Sunday, August 02, 2009

The Taliban: Damned if they do, damned if they don't.

Over at the CBC, we learn of two more Canadian military deaths in Afghanistan, whereupon the readers have their say:

Say again?

The Taliban do not confront the NATO troops for their own sake as when they do, they always lose. It is mostly hit and run and when NATO troops launch search and destroy missions.

It is much easier for them to draw attention by throwing acid into the faces of women and children and to walk into a crowd, dressed as women, with explosives under the clothing. Real brave men if you ask me.

What a curious reaction. On the one hand, we have countless armchair legal experts, yammering on about how the Taliban are not "legal" or "lawful" combatants; how they're not entitled to any military protections whatsoever; how the Geneva Conventions don't apply even remotely to them; how they have no civil rights in any way; how they aren't entitled to due process or fair legal proceedings; and how they can be detained, arbitrarily, in perpetuity, and tortured endlessly with no recourse to the same legal protections we expect everywhere in the world.

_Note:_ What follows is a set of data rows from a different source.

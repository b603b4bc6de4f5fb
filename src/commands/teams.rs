//! The `teams` command.

use std::sync::Arc;

use async_trait::async_trait;

use crate::cmd::{Command, Context, Handler, HandlerResult, Reply};
use crate::store::Store;

pub(crate) fn command(store: Arc<dyn Store>) -> Command {
    Command::new(
        "teams",
        "List all teams",
        Vec::new(),
        Box::new(TeamsHandler { store }),
    )
}

struct TeamsHandler {
    store: Arc<dyn Store>,
}

#[async_trait]
impl Handler for TeamsHandler {
    async fn handle(&self, _ctx: &Context<'_>) -> HandlerResult {
        let teams = self.store.teams();
        if teams.is_empty() {
            return Ok(Reply::text("There are currently no teams"));
        }
        let names: Vec<String> = teams.into_iter().map(|t| t.name).collect();
        Ok(Reply::text(names.join("\n")))
    }
}
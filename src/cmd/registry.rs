//! Name-keyed collection of command schemas.

use std::collections::BTreeMap;

use tracing::{error, info};

use super::command::Command;

/// All commands known to the bot, keyed by name.
///
/// Constructed and populated during startup, strictly before the event loop
/// begins; reads afterwards are lock-free because no further writes occur.
/// Registering a name twice is a logged no-op so one bad registration cannot
/// keep the rest of the bot from starting.
#[derive(Default)]
pub struct Registry {
    commands: BTreeMap<String, Command>,
}

impl Registry {
    pub fn new() -> Self {
        Self::default()
    }

    /// Register a batch of commands, skipping any whose name is taken.
    pub fn register(&mut self, commands: Vec<Command>) {
        for command in commands {
            if self.commands.contains_key(command.name()) {
                error!(command = %command.name(), "attempt to register duplicate command");
                continue;
            }
            info!(command = %command.name(), "registered command");
            self.commands.insert(command.name().to_string(), command);
        }
    }

    /// Look up a command by its exact name.
    pub fn lookup(&self, name: &str) -> Option<&Command> {
        self.commands.get(name)
    }

    /// All commands in name order, for the full command listing.
    pub fn all(&self) -> impl Iterator<Item = &Command> {
        self.commands.values()
    }

    pub fn len(&self) -> usize {
        self.commands.len()
    }

    pub fn is_empty(&self) -> bool {
        self.commands.is_empty()
    }
}

#[cfg(test)]
mod tests {
    use super::*;
    use crate::cmd::{Context, Handler, HandlerResult, Reply};
    use async_trait::async_trait;

    struct NopHandler;

    #[async_trait]
    impl Handler for NopHandler {
        async fn handle(&self, _ctx: &Context<'_>) -> HandlerResult {
            Ok(Reply::text("ok"))
        }
    }

    fn command(name: &str, help: &str) -> Command {
        Command::new(name, help, Vec::new(), Box::new(NopHandler))
    }

    #[test]
    fn duplicate_registration_is_a_no_op() {
        let mut registry = Registry::new();
        registry.register(vec![command("help", "first"), command("help", "second")]);
        assert_eq!(registry.len(), 1);
        assert_eq!(registry.lookup("help").map(Command::help_text), Some("first"));
    }

    #[test]
    fn all_enumerates_in_name_order() {
        let mut registry = Registry::new();
        registry.register(vec![
            command("view-user", ""),
            command("add-team", ""),
            command("help", ""),
        ]);
        let names: Vec<&str> = registry.all().map(Command::name).collect();
        assert_eq!(names, vec!["add-team", "help", "view-user"]);
    }

    #[test]
    fn lookup_is_exact_and_case_sensitive() {
        let mut registry = Registry::new();
        registry.register(vec![command("help", "")]);
        assert!(registry.lookup("help").is_some());
        assert!(registry.lookup("Help").is_none());
        assert!(registry.lookup("hel").is_none());
    }
}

On the other hand, it really pisses us off when they don't play by the rules.

It's a puzzler, isn't it?


Anonymous said...

If they were to play by the rules, the rules would indeed apply to them.

Uniforms, identifiable chain of command, observe the Laws of Armed Conflict. Should the Taliban terrorists ever choose to follow the rules, it would force the US to apply the Geneva Conventions to them. However, because the Taliban choose not to play by the rules, the rules do not apply to them... This is all spelt out in the Conventions.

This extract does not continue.